Economists had forecast a decline to 680,000 from the previous week’s 719,000. This is the second consecutive week in which initial jobless claims moved up in contradiction to expectations. The upper end of the range of forecasts in the Econoday survey was 705,000.
Jobless claims can be volatile week to week so economists like to look at the four-week average. This rose by 2,500 to 723,750.
Continuing claims, which get reported with a week’s lag, fell to 3,734,000, a decrease of 16,000, in the week ended March 27.
Including new programs for gig workers and small business owners, the total number of continued weeks claimed for benefits in all programs for the week ending March 20—the most recent data available—was18,164,588, a decrease of just 50,862 from the previous week.

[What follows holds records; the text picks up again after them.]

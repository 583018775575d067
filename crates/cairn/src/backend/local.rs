use std::future::Future;
use std::io::ErrorKind;
use std::path::{Path, PathBuf};
use std::time::Duration;

use async_trait::async_trait;
use bytes::Bytes;
use tokio::fs;
use tokio::io::AsyncWriteExt;
use tokio::sync::mpsc;
use tracing::{debug, trace};
use uuid::Uuid;

use super::{Backend, BackendError, ObjectInfo, ObjectKind, ObjectWriter};

/// Default deadline for a single backend operation
const DEFAULT_TIMEOUT: Duration = Duration::from_secs(30);

/// Capacity of the listing channel; bounds how far a listing runs ahead of
/// its consumer
const LIST_BUFFER: usize = 128;

/// Directory holding in-flight writes before finalise renames them
const TMP_DIR: &str = "tmp";

/// An object store rooted in a local directory.
///
/// Layout:
///
/// ```text
/// <root>/
///   keys/<hex>
///   data/<xx>/<hex>
///   trees/<xx>/<hex>
///   snapshots/<hex>
///   locks/<hex>
///   tmp/<unique>
/// ```
///
/// Writes land in `tmp/` under a unique name and are renamed into place on
/// finalise; a crash mid-write leaves only the temporary file, never a
/// partial named object.
#[derive(Debug, Clone)]
pub struct LocalBackend {
    root: PathBuf,
    timeout: Duration,
}

impl LocalBackend {
    /// Create the repository layout at `root` and open it
    pub async fn create(root: impl Into<PathBuf>) -> Result<Self, BackendError> {
        let root = root.into();
        for kind in ObjectKind::ALL {
            fs::create_dir_all(root.join(kind.dirname())).await?;
        }
        fs::create_dir_all(root.join(TMP_DIR)).await?;
        debug!(root = %root.display(), "created backend layout");
        Ok(LocalBackend {
            root,
            timeout: DEFAULT_TIMEOUT,
        })
    }

    /// Open an existing repository directory
    pub async fn open(root: impl Into<PathBuf>) -> Result<Self, BackendError> {
        let root = root.into();
        for kind in ObjectKind::ALL {
            let dir = root.join(kind.dirname());
            if !fs::try_exists(&dir).await? {
                return Err(BackendError::Io(std::io::Error::new(
                    ErrorKind::NotFound,
                    format!("not a repository: missing {}", dir.display()),
                )));
            }
        }
        Ok(LocalBackend {
            root,
            timeout: DEFAULT_TIMEOUT,
        })
    }

    /// Override the per-operation deadline
    pub fn with_timeout(mut self, timeout: Duration) -> Self {
        self.timeout = timeout;
        self
    }

    fn object_path(&self, kind: ObjectKind, name: &str) -> PathBuf {
        let dir = self.root.join(kind.dirname());
        if kind.sharded() && name.len() >= 2 {
            dir.join(&name[..2]).join(name)
        } else {
            dir.join(name)
        }
    }

    async fn deadline<F, T>(&self, op: &'static str, fut: F) -> Result<T, BackendError>
    where
        F: Future<Output = std::io::Result<T>>,
    {
        deadline(self.timeout, op, fut).await
    }
}

async fn deadline<F, T>(timeout: Duration, op: &'static str, fut: F) -> Result<T, BackendError>
where
    F: Future<Output = std::io::Result<T>>,
{
    match tokio::time::timeout(timeout, fut).await {
        Ok(result) => Ok(result?),
        Err(_) => Err(BackendError::Timeout { op }),
    }
}

fn not_found(err: std::io::Error, kind: ObjectKind, name: &str) -> BackendError {
    if err.kind() == ErrorKind::NotFound {
        BackendError::NotFound {
            kind,
            name: name.to_string(),
        }
    } else {
        BackendError::Io(err)
    }
}

/// True for file names that look like object names (64 hex chars)
fn is_object_name(name: &str) -> bool {
    name.len() == 64 && name.chars().all(|c| c.is_ascii_hexdigit())
}

#[async_trait]
impl Backend for LocalBackend {
    async fn create(&self) -> Result<Box<dyn ObjectWriter>, BackendError> {
        let tmp = self
            .root
            .join(TMP_DIR)
            .join(Uuid::new_v4().simple().to_string());
        let file = self.deadline("create", fs::File::create(&tmp)).await?;
        Ok(Box::new(LocalWriter {
            backend: self.clone(),
            tmp,
            file: Some(file),
        }))
    }

    async fn read(&self, kind: ObjectKind, name: &str) -> Result<Bytes, BackendError> {
        let path = self.object_path(kind, name);
        let data = self
            .deadline("read", fs::read(&path))
            .await
            .map_err(|err| match err {
                BackendError::Io(io) => not_found(io, kind, name),
                other => other,
            })?;
        Ok(Bytes::from(data))
    }

    async fn list(&self, kind: ObjectKind) -> Result<mpsc::Receiver<String>, BackendError> {
        let (tx, rx) = mpsc::channel(LIST_BUFFER);
        let dir = self.root.join(kind.dirname());
        let sharded = kind.sharded();

        tokio::spawn(async move {
            // a failed send means the consumer hung up; stop reading
            if sharded {
                let Ok(mut shards) = fs::read_dir(&dir).await else {
                    return;
                };
                while let Ok(Some(shard)) = shards.next_entry().await {
                    let Ok(mut entries) = fs::read_dir(shard.path()).await else {
                        continue;
                    };
                    while let Ok(Some(entry)) = entries.next_entry().await {
                        if let Some(name) = entry.file_name().to_str() {
                            if is_object_name(name)
                                && tx.send(name.to_string()).await.is_err()
                            {
                                return;
                            }
                        }
                    }
                }
            } else {
                let Ok(mut entries) = fs::read_dir(&dir).await else {
                    return;
                };
                while let Ok(Some(entry)) = entries.next_entry().await {
                    if let Some(name) = entry.file_name().to_str() {
                        if is_object_name(name) && tx.send(name.to_string()).await.is_err() {
                            return;
                        }
                    }
                }
            }
        });

        Ok(rx)
    }

    async fn stat(&self, kind: ObjectKind, name: &str) -> Result<ObjectInfo, BackendError> {
        let path = self.object_path(kind, name);
        let meta = self
            .deadline("stat", fs::metadata(&path))
            .await
            .map_err(|err| match err {
                BackendError::Io(io) => not_found(io, kind, name),
                other => other,
            })?;
        Ok(ObjectInfo { size: meta.len() })
    }

    async fn contains(&self, kind: ObjectKind, name: &str) -> Result<bool, BackendError> {
        let path = self.object_path(kind, name);
        self.deadline("stat", fs::try_exists(&path)).await
    }

    async fn remove(&self, kind: ObjectKind, name: &str) -> Result<(), BackendError> {
        let path = self.object_path(kind, name);
        self.deadline("remove", fs::remove_file(&path))
            .await
            .map_err(|err| match err {
                BackendError::Io(io) => not_found(io, kind, name),
                other => other,
            })
    }
}

struct LocalWriter {
    backend: LocalBackend,
    tmp: PathBuf,
    file: Option<fs::File>,
}

impl LocalWriter {
    async fn cleanup(tmp: &Path) {
        if let Err(err) = fs::remove_file(tmp).await {
            if err.kind() != ErrorKind::NotFound {
                trace!(tmp = %tmp.display(), error = %err, "leaving temporary object behind");
            }
        }
    }
}

#[async_trait]
impl ObjectWriter for LocalWriter {
    async fn write(&mut self, buf: &[u8]) -> Result<(), BackendError> {
        let file = self.file.as_mut().ok_or(BackendError::WriterClosed)?;
        deadline(self.backend.timeout, "write", file.write_all(buf)).await
    }

    async fn finalize(
        mut self: Box<Self>,
        kind: ObjectKind,
        name: &str,
    ) -> Result<(), BackendError> {
        let timeout = self.backend.timeout;
        let result = async {
            let file = self.file.take().ok_or(BackendError::WriterClosed)?;
            deadline(timeout, "sync", file.sync_all()).await?;
            drop(file);

            let path = self.backend.object_path(kind, name);
            if let Some(parent) = path.parent() {
                deadline(timeout, "finalize", fs::create_dir_all(parent)).await?;
            }
            if deadline(timeout, "finalize", fs::try_exists(&path)).await? {
                // content-addressed: an existing object has identical bytes
                Self::cleanup(&self.tmp).await;
                return Ok(());
            }
            deadline(timeout, "finalize", fs::rename(&self.tmp, &path)).await
        }
        .await;

        if result.is_err() {
            Self::cleanup(&self.tmp).await;
        }
        result
    }

    async fn discard(mut self: Box<Self>) -> Result<(), BackendError> {
        self.file.take();
        Self::cleanup(&self.tmp).await;
        Ok(())
    }
}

Claims hit a record 6.87 million for the week of March 27, more than ten times the previous record. Through spring and early summer, each subsequent week had seen claims decline. But in late July, the labor market appeared to stall and claims hovered around one million throughout August, a level so high it was never recorded before the pandemic struck. Claims moved down again in September and had made slow, if steady, progress until the election and the resurgence of Covid-19 infections when they rose again. In the last few weeks, however, claims have once again been moving steadily downward.
Many states eased or eliminated restrictions on businesses, including restaurants and bars, in March. Forty-three states are now mostly open. This has led to a surge of economic activity. As well, the American Rescue Act authorized $1.9 trillion of stimulus money, although only a small fraction of that has been spent so far.
But infections have recently been rising, which could be a drag on workers seeking employment and hiring.